# Beyond the Gates of Antares.



## Khorne's Fist (Jul 18, 2008)

Beyond the Gates of Antares is a new game written by Rick Priestley and produced by Warlord. Strangely enough this bombed when they tried to get it off the ground using Kickstarter. They gave a sneak peak of their first completed models today. Another game to add to the list.



> Rick Priestley succumbs to Boromite infestation – news of Warlord’s forthcoming science-fiction project.
> 2013 was a busy year for the Warlord team. What with the astonishing success of our WWII-based Bolt Action game on top of our growing Black Powder and Hail Caesar ranges, we’ve had to run around like billy-ho just to keep up with all the mould making, casting, packing and despatching. So much so, in fact, that there are now considerably more of us than this time last year, and we’ve also had to invest in more premises, more equipment, and more stock just to satisfy the demand. That is – of course – all thanks to you our customers, and I for one would like to say thank you very much for supporting our efforts throughout the year. Thank you!
> Now, you might think with all that running round, casting, packing and what-not we’d have enough to do, but – needless to say – we’ve also been doggedly pursuing a number of very exciting new projects behind the scenes. Foremost amongst these is the development of my new Science-Fiction wargame, called Beyond the Gates of Antares.
> From now on, I’ll be including regular updates about the Antares game as part of the Warlord Newsletter. Over the next month or so we’ll be taking a look at the model ranges, both what we have completed and work in progress, and we’ll start to explore the game and the ideas behind it. But to kick off with, we present a sneak-peak selection of our new Boromite models – a panhuman race designed by our ace and entirely human designer Wojtek Flis. Bear in mind these new models aren’t quite ready for sale just yet (remember all that mould making, casting and so on?) but they will be amongst the first Antarean releases.

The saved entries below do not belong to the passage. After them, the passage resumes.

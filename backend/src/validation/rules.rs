//! Field schemas for every entity kind.
//!
//! A schema is the ordered list of fields an import inspects. The import
//! template is generated from the same list, so adding a field here adds it
//! to both.
//!
//! Soft-format rules encode Zimbabwean conventions (phone prefix, national
//! ID layout, scheme membership numbers). They only ever produce warnings.

use chrono::{DateTime, NaiveDate};
use once_cell::sync::Lazy;
use regex::Regex;

use crate::models::EntityKind;

static EMAIL_RE: Lazy<Regex> =
    Lazy::new(|| Regex::new(r"^[^\s@]+@[^\s@]+\.[^\s@]+$").expect("valid email regex"));

static NUMBER_RE: Lazy<Regex> =
    Lazy::new(|| Regex::new(r"^[+-]?(\d+(\.\d*)?|\.\d+)$").expect("valid number regex"));

static ZW_PHONE_RE: Lazy<Regex> =
    Lazy::new(|| Regex::new(r"^\+263\d{9}$").expect("valid phone regex"));

static ZW_NATIONAL_ID_RE: Lazy<Regex> =
    Lazy::new(|| Regex::new(r"^\d{2}-\d{6,7}-[A-Z]-\d{2}$").expect("valid id regex"));

static MEMBERSHIP_NUMBER_RE: Lazy<Regex> =
    Lazy::new(|| Regex::new(r"^PP-\d{4}-\d{6}$").expect("valid membership regex"));

static CURRENCY_RE: Lazy<Regex> =
    Lazy::new(|| Regex::new(r"^[A-Z]{3}$").expect("valid currency regex"));

/// Claim categories accepted by the claims service.
pub const CLAIM_TYPES: &[&str] = &[
    "MEDICAL_CONSULTATION",
    "PRESCRIPTION",
    "HOSPITALIZATION",
    "DENTAL",
    "OPTICAL",
    "MATERNITY",
    "CHRONIC",
    "OTHER",
];

/// Ledger entry types.
pub const TRANSACTION_TYPES: &[&str] = &["PAYMENT", "REFUND", "ADJUSTMENT"];

/// Payment channels.
pub const PAYMENT_METHODS: &[&str] = &[
    "ECOCASH",
    "ONEMONEY",
    "INNBUCKS",
    "VISA",
    "MASTERCARD",
    "BANK_TRANSFER",
    "CASH",
];

// =============================================================================
// Rule Types
// =============================================================================

/// A single check applied to a non-empty field value.
#[derive(Debug, Clone, Copy, PartialEq, Eq)]
pub enum Check {
    /// Blocking: `local@domain.tld`.
    Email,
    /// Blocking: decimal number.
    Number,
    /// Blocking: numeric value greater than zero. Skipped when not a number.
    Positive,
    /// Blocking: calendar date that is not after the reference date.
    PastDate,
    /// Blocking: one of a closed set of codes, case-insensitive.
    OneOf(&'static [&'static str]),
    /// Warning only.
    Soft(SoftRule),
}

/// Recommended shapes that never block a row.
#[derive(Debug, Clone, Copy, PartialEq, Eq)]
pub enum SoftRule {
    Phone,
    NationalId,
    MembershipNumber,
    Currency,
}

/// How an accepted value is rewritten.
#[derive(Debug, Clone, Copy, PartialEq, Eq)]
pub enum Normalize {
    Trim,
    Lowercase,
    Uppercase,
    StripWhitespace,
}

/// One field of an entity schema.
#[derive(Debug, Clone, Copy, PartialEq, Eq)]
pub struct FieldSpec {
    pub name: &'static str,
    pub required: bool,
    pub checks: &'static [Check],
    pub normalize: Normalize,
}

impl FieldSpec {
    const fn required(name: &'static str, checks: &'static [Check], normalize: Normalize) -> Self {
        Self { name, required: true, checks, normalize }
    }

    const fn optional(name: &'static str, checks: &'static [Check], normalize: Normalize) -> Self {
        Self { name, required: false, checks, normalize }
    }

    /// Apply this field's normalization to a trimmed value.
    pub fn normalize(&self, value: &str) -> String {
        let value = value.trim();
        match self.normalize {
            Normalize::Trim => value.to_string(),
            Normalize::Lowercase => value.to_lowercase(),
            Normalize::Uppercase => value.to_uppercase(),
            Normalize::StripWhitespace => value.chars().filter(|c| !c.is_whitespace()).collect(),
        }
    }
}

// =============================================================================
// Schemas
// =============================================================================

const MEMBER_FIELDS: &[FieldSpec] = &[
    FieldSpec::required("firstName", &[], Normalize::Trim),
    FieldSpec::required("surname", &[], Normalize::Trim),
    FieldSpec::required("email", &[Check::Email], Normalize::Lowercase),
    FieldSpec::required("phone", &[Check::Soft(SoftRule::Phone)], Normalize::StripWhitespace),
    FieldSpec::required("idNumber", &[Check::Soft(SoftRule::NationalId)], Normalize::Uppercase),
    FieldSpec::required("dateOfBirth", &[Check::PastDate], Normalize::Trim),
    FieldSpec::optional("address", &[], Normalize::Trim),
    FieldSpec::optional("packageId", &[], Normalize::Trim),
    FieldSpec::optional("notes", &[], Normalize::Trim),
];

const APPLICATION_FIELDS: &[FieldSpec] = &[
    FieldSpec::required("firstName", &[], Normalize::Trim),
    FieldSpec::required("surname", &[], Normalize::Trim),
    FieldSpec::required("email", &[Check::Email], Normalize::Lowercase),
    FieldSpec::required("phone", &[Check::Soft(SoftRule::Phone)], Normalize::StripWhitespace),
    FieldSpec::required("idNumber", &[Check::Soft(SoftRule::NationalId)], Normalize::Uppercase),
    FieldSpec::required("dateOfBirth", &[Check::PastDate], Normalize::Trim),
    FieldSpec::optional("address", &[], Normalize::Trim),
    FieldSpec::optional("employerName", &[], Normalize::Trim),
    FieldSpec::optional("packageId", &[], Normalize::Trim),
];

const CLAIM_FIELDS: &[FieldSpec] = &[
    FieldSpec::required(
        "membershipNumber",
        &[Check::Soft(SoftRule::MembershipNumber)],
        Normalize::Uppercase,
    ),
    FieldSpec::required("type", &[Check::OneOf(CLAIM_TYPES)], Normalize::Uppercase),
    FieldSpec::required("provider", &[], Normalize::Trim),
    FieldSpec::required("serviceDate", &[Check::PastDate], Normalize::Trim),
    FieldSpec::required("amount", &[Check::Number, Check::Positive], Normalize::Trim),
    FieldSpec::optional("description", &[], Normalize::Trim),
    FieldSpec::optional("receiptNumber", &[], Normalize::Trim),
];

const TRANSACTION_FIELDS: &[FieldSpec] = &[
    FieldSpec::required(
        "membershipNumber",
        &[Check::Soft(SoftRule::MembershipNumber)],
        Normalize::Uppercase,
    ),
    FieldSpec::required("type", &[Check::OneOf(TRANSACTION_TYPES)], Normalize::Uppercase),
    FieldSpec::required("method", &[Check::OneOf(PAYMENT_METHODS)], Normalize::Uppercase),
    FieldSpec::required("amount", &[Check::Number, Check::Positive], Normalize::Trim),
    FieldSpec::optional("currency", &[Check::Soft(SoftRule::Currency)], Normalize::Uppercase),
    FieldSpec::optional("reference", &[], Normalize::Trim),
    FieldSpec::required("date", &[Check::PastDate], Normalize::Trim),
];

/// Field schema of an entity kind, in template order.
pub fn schema(kind: EntityKind) -> &'static [FieldSpec] {
    match kind {
        EntityKind::Members => MEMBER_FIELDS,
        EntityKind::Applications => APPLICATION_FIELDS,
        EntityKind::Claims => CLAIM_FIELDS,
        EntityKind::Transactions => TRANSACTION_FIELDS,
    }
}

// =============================================================================
// Check Evaluation
// =============================================================================

/// Outcome of a failed check.
#[derive(Debug, Clone, PartialEq, Eq)]
pub enum Finding {
    Error(String),
    Warning(String),
}

/// Parse `YYYY-MM-DD`, or the date part of an RFC 3339 timestamp.
pub fn parse_date(value: &str) -> Option<NaiveDate> {
    NaiveDate::parse_from_str(value, "%Y-%m-%d")
        .ok()
        .or_else(|| DateTime::parse_from_rfc3339(value).ok().map(|dt| dt.date_naive()))
}

impl Check {
    /// Evaluate against a trimmed, non-empty value.
    pub fn evaluate(&self, field: &str, value: &str, today: NaiveDate) -> Option<Finding> {
        match self {
            Check::Email => (!EMAIL_RE.is_match(value))
                .then(|| Finding::Error("Invalid email format".to_string())),
            Check::Number => (!NUMBER_RE.is_match(value))
                .then(|| Finding::Error(format!("{} must be a valid number", field))),
            Check::Positive => match value.parse::<f64>() {
                Ok(n) if NUMBER_RE.is_match(value) && n <= 0.0 => {
                    Some(Finding::Error(format!("{} must be greater than zero", field)))
                }
                _ => None,
            },
            Check::PastDate => match parse_date(value) {
                None => Some(Finding::Error(
                    "Invalid date format. Use YYYY-MM-DD".to_string(),
                )),
                Some(date) if date > today => Some(Finding::Error(format!(
                    "{} cannot be in the future",
                    field
                ))),
                Some(_) => None,
            },
            Check::OneOf(allowed) => {
                let upper = value.to_uppercase();
                (!allowed.contains(&upper.as_str())).then(|| {
                    Finding::Error(format!(
                        "Invalid {}. Valid values: {}",
                        field,
                        allowed.join(", ")
                    ))
                })
            }
            Check::Soft(rule) => rule.evaluate(value).map(Finding::Warning),
        }
    }
}

impl SoftRule {
    fn evaluate(&self, value: &str) -> Option<String> {
        match self {
            SoftRule::Phone => {
                let compact: String = value.chars().filter(|c| !c.is_whitespace()).collect();
                (!ZW_PHONE_RE.is_match(&compact)).then(|| {
                    "Phone number may not be in correct Zimbabwe format (+263XXXXXXXXX)"
                        .to_string()
                })
            }
            SoftRule::NationalId => (!ZW_NATIONAL_ID_RE.is_match(value)).then(|| {
                "ID number may not be in correct format (XX-XXXXXX-X-XX)".to_string()
            }),
            SoftRule::MembershipNumber => (!MEMBERSHIP_NUMBER_RE.is_match(&value.to_uppercase()))
                .then(|| {
                    "Membership number may not be in correct format (PP-YYYY-NNNNNN)".to_string()
                }),
            SoftRule::Currency => (!CURRENCY_RE.is_match(&value.to_uppercase()))
                .then(|| "Currency should be a 3-letter ISO code (e.g. USD)".to_string()),
        }
    }
}
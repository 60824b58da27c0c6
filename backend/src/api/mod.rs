//! HTTP API module.
//!
//! This module provides the HTTP server and API types for the bulk import
//! and export endpoints.

pub mod server;
pub mod types;
pub mod logs;

pub use server::{router, start_server, AppState};
pub use types::*;
pub use logs::*;
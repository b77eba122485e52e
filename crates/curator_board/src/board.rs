use std::sync::Arc;

use curator_core::{sort_articles, Article, ArticleId, ArticleStore, SelectionSet, SortOrder};

use crate::logging::Logger;
use crate::notice::Notice;
use crate::reconcile::CurationReconciler;

/// View state for one curation screen: both article collections, the
/// current selection and the loading flag.
///
/// Store failures never escape the board. They are logged, the affected
/// collection keeps its previous contents, and actions report `false` or an
/// error [`Notice`].
pub struct ArticleBoard {
    store: Arc<dyn ArticleStore>,
    articles: Vec<Article>,
    curated: Vec<Article>,
    selection: SelectionSet,
    loading: bool,
    articles_stale: bool,
    logger: Logger,
}

impl ArticleBoard {
    /// A board that has not loaded yet.
    pub fn new(store: Arc<dyn ArticleStore>) -> Self {
        Self {
            store,
            articles: Vec::new(),
            curated: Vec::new(),
            selection: SelectionSet::new(),
            loading: true,
            articles_stale: true,
            logger: Logger::new().with_prefix("📋".to_string()),
        }
    }

    pub fn with_logger(mut self, logger: Logger) -> Self {
        self.logger = logger;
        self
    }

    /// Fetches both collections concurrently and marks the board ready.
    pub async fn load(&mut self) {
        self.loading = true;
        self.refetch().await;
        self.loading = false;
        self.logger.info(&format!(
            "Loaded {} article(s), {} curated",
            self.articles.len(),
            self.curated.len()
        ));
    }

    /// Re-reads both collections, waiting for both requests.
    pub async fn refetch(&mut self) {
        let (articles, curated) =
            tokio::join!(self.store.fetch_articles(), self.store.fetch_curated());

        match articles {
            Ok(articles) => {
                self.articles = articles;
                self.articles_stale = false;
            }
            Err(e) => {
                self.articles_stale = true;
                self.logger.error(&format!("Error fetching articles: {}", e));
            }
        }
        match curated {
            Ok(curated) => self.curated = curated,
            Err(e) => self.logger.error(&format!("Error fetching curated articles: {}", e)),
        }
    }

    pub fn is_loading(&self) -> bool {
        self.loading
    }

    /// True until the article collection has been read, and again after a
    /// failed read.
    pub fn articles_stale(&self) -> bool {
        self.articles_stale
    }

    pub fn articles(&self) -> &[Article] {
        &self.articles
    }

    pub fn curated(&self) -> &[Article] {
        &self.curated
    }

    pub fn selection(&self) -> &SelectionSet {
        &self.selection
    }

    pub fn sorted_articles(&self, order: SortOrder) -> Vec<&Article> {
        sort_articles(&self.articles, order)
    }

    pub fn sorted_curated(&self, order: SortOrder) -> Vec<&Article> {
        sort_articles(&self.curated, order)
    }

    pub fn toggle_article_selection(&mut self, id: ArticleId) -> bool {
        self.selection.toggle(id)
    }

    pub fn clear_selection(&mut self) {
        self.selection.clear();
    }

    pub fn is_selected(&self, id: ArticleId) -> bool {
        self.selection.is_selected(id)
    }

    /// Replaces the remote curated list with the articles in `selected` and
    /// refreshes the local copy. An empty set clears the list.
    ///
    /// Returns `false` if any step failed; the local curated list is then left
    /// as it was, while the remote one may already have been cleared. A
    /// non-empty selection is refused outright while the articles are stale.
    pub async fn set_curated_list(&mut self, selected: &SelectionSet) -> bool {
        if self.articles_stale && !selected.is_empty() {
            self.logger.error("Refusing to set curated list: articles are not loaded");
            return false;
        }
        let reconciler = CurationReconciler::new(self.store.as_ref());
        match reconciler.set_curated_list(&self.articles, selected).await {
            Ok(curated) => {
                self.curated = curated;
                true
            }
            Err(e) => {
                self.logger.error(&format!("Error setting curated list: {}", e));
                false
            }
        }
    }

    /// Deletes one entry from the curated list and refreshes the local copy.
    pub async fn remove_from_curated_list(&mut self, id: ArticleId) -> bool {
        let reconciler = CurationReconciler::new(self.store.as_ref());
        match reconciler.remove_from_curated_list(id).await {
            Ok(curated) => {
                self.curated = curated;
                true
            }
            Err(e) => {
                self.logger.error(&format!("Error removing from curated list: {}", e));
                false
            }
        }
    }

    /// Pushes the current selection and clears it on success.
    pub async fn curate(&mut self) -> Notice {
        let selected = self.selection.clone();
        if !self.set_curated_list(&selected).await {
            return Notice::error("Error", "Failed to update curated list. Please try again.");
        }

        self.clear_selection();
        if selected.is_empty() {
            Notice::success(
                "Curated list cleared",
                "Removed every article from your curated list.",
            )
        } else {
            Notice::success(
                "Articles curated!",
                format!("Curated list now holds {} article(s).", self.curated.len()),
            )
        }
    }

    pub async fn remove(&mut self, id: ArticleId) -> Notice {
        if self.remove_from_curated_list(id).await {
            Notice::success(
                "Article removed",
                "Article has been removed from your curated list.",
            )
        } else {
            Notice::error("Error", "Failed to remove article. Please try again.")
        }
    }
}
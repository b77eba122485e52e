use std::sync::atomic::{AtomicBool, AtomicUsize, Ordering};
use std::sync::Arc;

use async_trait::async_trait;
use curator_board::ArticleBoard;
use curator_core::{Article, ArticleId, ArticleStore, Error, NewArticle, Result, SelectionSet};
use curator_storage::InMemoryStore;
use pretty_assertions::assert_eq;

/// Wraps the memory store with switchable failures. Uses the default,
/// non-atomic `replace_curated`.
#[derive(Default)]
struct FlakyStore {
    inner: InMemoryStore,
    fail_fetch_articles: AtomicBool,
    fail_fetch_curated: AtomicBool,
    fail_clear: AtomicBool,
    fail_insert: AtomicBool,
    fail_delete: AtomicBool,
    inserts: AtomicUsize,
}

impl FlakyStore {
    fn with_articles(articles: Vec<Article>) -> Self {
        Self {
            inner: InMemoryStore::with_articles(articles),
            ..Default::default()
        }
    }

    fn check(flag: &AtomicBool, step: &str) -> Result<()> {
        if flag.load(Ordering::SeqCst) {
            return Err(Error::Storage(format!("{} rejected", step)));
        }
        Ok(())
    }
}

#[async_trait]
impl ArticleStore for FlakyStore {
    async fn fetch_articles(&self) -> Result<Vec<Article>> {
        Self::check(&self.fail_fetch_articles, "fetch")?;
        self.inner.fetch_articles().await
    }

    async fn fetch_curated(&self) -> Result<Vec<Article>> {
        Self::check(&self.fail_fetch_curated, "fetch curated")?;
        self.inner.fetch_curated().await
    }

    async fn clear_curated(&self) -> Result<()> {
        Self::check(&self.fail_clear, "clear")?;
        self.inner.clear_curated().await
    }

    async fn insert_curated(&self, articles: &[NewArticle]) -> Result<()> {
        self.inserts.fetch_add(1, Ordering::SeqCst);
        Self::check(&self.fail_insert, "insert")?;
        self.inner.insert_curated(articles).await
    }

    async fn delete_curated(&self, id: ArticleId) -> Result<()> {
        Self::check(&self.fail_delete, "delete")?;
        self.inner.delete_curated(id).await
    }
}

fn article(id: ArticleId) -> Article {
    let mut article = NewArticle::new(format!("https://www.example{}.com/story", id))
        .with_title(format!("Story {}", id))
        .with_id(id);
    article.content_snippet = Some(format!("Snippet {}", id));
    article.guid = Some(format!("guid-{}", id));
    article
}

fn four_articles() -> Vec<Article> {
    (1..=4).map(article).collect()
}

async fn loaded_board(store: Arc<FlakyStore>) -> ArticleBoard {
    let mut board = ArticleBoard::new(store);
    board.load().await;
    board
}

fn content(articles: &[Article]) -> Vec<NewArticle> {
    let mut records: Vec<NewArticle> = articles.iter().map(Article::to_new).collect();
    records.sort_by(|a, b| a.link.cmp(&b.link));
    records
}

#[tokio::test]
async fn test_load_fetches_both_collections() {
    let store = Arc::new(FlakyStore::with_articles(four_articles()));
    store.inner.insert_curated(&[article(2).to_new()]).await.unwrap();

    let mut board = ArticleBoard::new(store.clone());
    assert!(board.is_loading());
    board.load().await;

    assert!(!board.is_loading());
    assert_eq!(board.articles().iter().map(|a| a.id).collect::<Vec<_>>(), vec![4, 3, 2, 1]);
    assert_eq!(board.curated().len(), 1);
    assert_eq!(board.curated()[0].link, article(2).link);
}

#[tokio::test]
async fn test_failed_fetch_keeps_previous_articles() {
    let store = Arc::new(FlakyStore::with_articles(four_articles()));
    let mut board = loaded_board(store.clone()).await;

    store.fail_fetch_articles.store(true, Ordering::SeqCst);
    board.refetch().await;
    assert_eq!(board.articles().len(), 4);
    assert!(board.articles_stale());

    store.fail_fetch_articles.store(false, Ordering::SeqCst);
    board.refetch().await;
    assert!(!board.articles_stale());
}

#[tokio::test]
async fn test_set_curated_list_copies_selected_articles() {
    let store = Arc::new(FlakyStore::with_articles(four_articles()));
    let mut board = loaded_board(store.clone()).await;

    let selected: SelectionSet = [1, 3].into_iter().collect();
    assert!(board.set_curated_list(&selected).await);

    let remote = store.fetch_curated().await.unwrap();
    assert_eq!(content(&remote), content(&[article(1), article(3)]));
    assert_eq!(board.curated(), remote.as_slice());
}

#[tokio::test]
async fn test_set_curated_list_replaces_previous_entries() {
    let store = Arc::new(FlakyStore::with_articles(four_articles()));
    let mut board = loaded_board(store.clone()).await;

    assert!(board.set_curated_list(&[1, 2].into_iter().collect()).await);
    let first_ids: Vec<_> = board.curated().iter().map(|a| a.id).collect();

    assert!(board.set_curated_list(&[4].into_iter().collect()).await);
    assert_eq!(content(board.curated()), content(&[article(4)]));
    assert!(!first_ids.contains(&board.curated()[0].id));
}

#[tokio::test]
async fn test_empty_selection_clears_the_list() {
    let store = Arc::new(FlakyStore::with_articles(four_articles()));
    let mut board = loaded_board(store.clone()).await;
    assert!(board.set_curated_list(&[2, 3].into_iter().collect()).await);

    assert!(board.set_curated_list(&SelectionSet::new()).await);

    assert!(store.fetch_curated().await.unwrap().is_empty());
    assert!(board.curated().is_empty());
    assert_eq!(store.inserts.load(Ordering::SeqCst), 1);
}

#[tokio::test]
async fn test_failed_clear_reports_false_and_skips_insert() {
    let store = Arc::new(FlakyStore::with_articles(four_articles()));
    let mut board = loaded_board(store.clone()).await;
    assert!(board.set_curated_list(&[2].into_iter().collect()).await);
    let before = board.curated().to_vec();
    let inserts = store.inserts.load(Ordering::SeqCst);

    store.fail_clear.store(true, Ordering::SeqCst);
    assert!(!board.set_curated_list(&[1, 3].into_iter().collect()).await);

    assert_eq!(board.curated(), before.as_slice());
    assert_eq!(store.inserts.load(Ordering::SeqCst), inserts);
    assert_eq!(store.fetch_curated().await.unwrap(), before);
}

#[tokio::test]
async fn test_failed_insert_leaves_remote_list_empty() {
    let store = Arc::new(FlakyStore::with_articles(four_articles()));
    let mut board = loaded_board(store.clone()).await;
    assert!(board.set_curated_list(&[2].into_iter().collect()).await);
    let before = board.curated().to_vec();

    store.fail_insert.store(true, Ordering::SeqCst);
    assert!(!board.set_curated_list(&[1, 3].into_iter().collect()).await);
    assert_eq!(board.curated(), before.as_slice());

    board.refetch().await;
    assert!(board.curated().is_empty());
}

#[tokio::test]
async fn test_unknown_ids_are_refused_before_touching_the_store() {
    let store = Arc::new(FlakyStore::with_articles(four_articles()));
    let mut board = loaded_board(store.clone()).await;
    assert!(board.set_curated_list(&[1].into_iter().collect()).await);
    let before = store.fetch_curated().await.unwrap();

    assert!(!board.set_curated_list(&[3, 42].into_iter().collect()).await);

    assert_eq!(store.fetch_curated().await.unwrap(), before);
    assert_eq!(board.curated(), before.as_slice());
    assert_eq!(store.inserts.load(Ordering::SeqCst), 1);
}

#[tokio::test]
async fn test_curate_after_failed_load_keeps_remote_list() {
    let store = Arc::new(FlakyStore::with_articles(four_articles()));
    store
        .inner
        .insert_curated(&[article(2).to_new(), article(4).to_new()])
        .await
        .unwrap();
    store.fail_fetch_articles.store(true, Ordering::SeqCst);

    let mut board = loaded_board(store.clone()).await;
    assert!(board.articles().is_empty());
    assert_eq!(board.curated().len(), 2);

    board.toggle_article_selection(1);
    board.toggle_article_selection(3);
    let notice = board.curate().await;

    assert!(notice.is_error());
    assert_eq!(board.selection().len(), 2);
    let remote = store.fetch_curated().await.unwrap();
    assert_eq!(content(&remote), content(&[article(2), article(4)]));
    assert_eq!(store.inserts.load(Ordering::SeqCst), 0);
}

#[tokio::test]
async fn test_stale_snapshot_is_refused_even_when_ids_match() {
    let store = Arc::new(FlakyStore::with_articles(four_articles()));
    let mut board = loaded_board(store.clone()).await;
    assert!(board.set_curated_list(&[2].into_iter().collect()).await);

    store.fail_fetch_articles.store(true, Ordering::SeqCst);
    board.refetch().await;
    assert!(!board.set_curated_list(&[1].into_iter().collect()).await);
    assert_eq!(content(&store.fetch_curated().await.unwrap()), content(&[article(2)]));

    // clearing does not depend on the snapshot
    assert!(board.set_curated_list(&SelectionSet::new()).await);
    assert!(store.fetch_curated().await.unwrap().is_empty());
}

#[tokio::test]
async fn test_failed_refetch_after_replace_keeps_local_list() {
    let store = Arc::new(FlakyStore::with_articles(four_articles()));
    let mut board = loaded_board(store.clone()).await;
    assert!(board.set_curated_list(&[2].into_iter().collect()).await);
    let before = board.curated().to_vec();

    store.fail_fetch_curated.store(true, Ordering::SeqCst);
    assert!(!board.set_curated_list(&[1, 3].into_iter().collect()).await);
    assert_eq!(board.curated(), before.as_slice());

    store.fail_fetch_curated.store(false, Ordering::SeqCst);
    let remote = store.fetch_curated().await.unwrap();
    assert_eq!(content(&remote), content(&[article(1), article(3)]));

    board.refetch().await;
    assert_eq!(board.curated(), remote.as_slice());
}

#[tokio::test]
async fn test_curate_clears_selection_on_success_only() {
    let store = Arc::new(FlakyStore::with_articles(four_articles()));
    let mut board = loaded_board(store.clone()).await;

    board.toggle_article_selection(1);
    board.toggle_article_selection(4);
    store.fail_insert.store(true, Ordering::SeqCst);
    let notice = board.curate().await;
    assert!(notice.is_error());
    assert_eq!(board.selection().len(), 2);

    store.fail_insert.store(false, Ordering::SeqCst);
    let notice = board.curate().await;
    assert!(!notice.is_error());
    assert_eq!(notice.title, "Articles curated!");
    assert!(board.selection().is_empty());
    assert_eq!(board.curated().len(), 2);

    let notice = board.curate().await;
    assert_eq!(notice.title, "Curated list cleared");
    assert!(board.curated().is_empty());
}

#[tokio::test]
async fn test_remove_deletes_one_entry() {
    let store = Arc::new(FlakyStore::with_articles(four_articles()));
    let mut board = loaded_board(store.clone()).await;
    assert!(board.set_curated_list(&[1, 2, 3].into_iter().collect()).await);

    let target = board.curated()[0].clone();
    let notice = board.remove(target.id).await;
    assert!(!notice.is_error());
    assert_eq!(board.curated().len(), 2);
    assert!(board.curated().iter().all(|a| a.id != target.id));

    store.fail_delete.store(true, Ordering::SeqCst);
    let notice = board.remove(board.curated()[0].id).await;
    assert!(notice.is_error());
    assert_eq!(board.curated().len(), 2);
}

Boromite Overseer team, consisting of Boromite Overseer with plasma carbine, tractor maul and reflex armour plus two Gangers with plasma carbines and reflex armour.


















http://www.warlordgames.com/42178/beyond-the-gates-of-antares-boromites/


----------



## Jacobite (Jan 26, 2007)

Interesting minis, could fit in quite well in a Tau Auxy force as some sort of xenos.


----------



## Lanfear (Mar 23, 2011)

They are OK I guess, without being amazing. They do look like they are wearing huge yellow granny knickers in the rear view pictures. Not sure I want an army of guys who go into combat wearing their grandmothers underwear...
Of course I should clarify that my granny doesn't include the water bottles and ammo pouches with her big pants. ;-):grin:

I am generally a fan of the warlord games systems. Our local club used to be exclusively GW, fantasy or 40k. Now less than half the games in the last few years are GW. Bolt action, flames of war, black powder, dystopian wars amongst several others are providing stiff competition for GW at our club. 
I'll be interested to see how this new warlord game takes off.


----------



## SwedeMarine (Jun 3, 2013)

As @Jacobite said. Nice looking minis and would be a good fit for xenos allies for a tau force. probably would not invest into this game though


----------



## Loki1416 (Apr 20, 2010)

I am just not a fan of those models at all. The game they go to might be great, I don't know, but just by looking at those, I wouldn't buy into it. And IMO, if your doing a start up, I'd be more impressed if they showed models that just wowed, instead of those.


----------



## Jacobite (Jan 26, 2007)

I was thinking they could work really well as these: http://wh40k.lexicanum.com/wiki/Anthrazod#.Ut8guPaBqWs


----------



## Khorne's Fist (Jul 18, 2008)

More on this.









http://www.warlordgames.com/42292/beyond-the-gates-of-antares-rules-system/

So by all accounts it's basically Bolt Action in space. While I can't say that's a bad thing as Bolt Action is the best system I've played in years, I really wouldn't feel the need to play the same system, just in a different setting with different minis.


----------



## SwedeMarine (Jun 3, 2013)

Khorne's Fist said:


> More on this.
> 
> 
> 
> ...


Those look much more like tau weapons than the previous one. still think this would be a good fit.


----------



## Khorne's Fist (Jul 18, 2008)

SwedeMarine said:


> Those look much more like tau weapons than the previous one. still think this would be a good fit.


Personally I thought noise marine weapons.


----------



## Vaz (Mar 19, 2008)

Lanfear said:


> Of course I should clarify that my granny doesn't include the water bottles and ammo pouches with her big pants. ;-):grin:


Can you prove that please.

Or in other words...

How do you know? :shok:


----------



## bitsandkits (Mar 18, 2008)

They look pretty good, as others have said would fit very easy as tau something or other.


----------



## Veteran Sergeant (May 17, 2012)

Why exactly would a bipedal, anthropomorphic race evolve to have a protective carapace, but not one that protects the most vulnerable portions of their body and vital organs, lol. 

And then not wear any kind of supplementary armor over it?


----------



## Khorne's Fist (Jul 18, 2008)

Veteran Sergeant said:


> Why exactly would a bipedal, anthropomorphic race evolve to have a protective carapace, but not one that protects the most vulnerable portions of their body and vital organs, lol.
> 
> And then not wear any kind of supplementary armor over it?


Ah, another futile attempt to impose real world rules on a fantasy setting.:taunt:


----------



## EmbraCraig (Jan 19, 2009)

Veteran Sergeant said:


> Why exactly would a bipedal, anthropomorphic race evolve to have a protective carapace, but not one that protects the most vulnerable portions of their body and vital organs, lol.
> 
> And then not wear any kind of supplementary armor over it?


If I remember rightly from the original kickstarter, they were adapted to living/working in cramped caves and caverns - the armour was meant to be more to protect against the low walls and cramped spaces than against predation.

No idea why they haven't developed actual armour to go with it, though


----------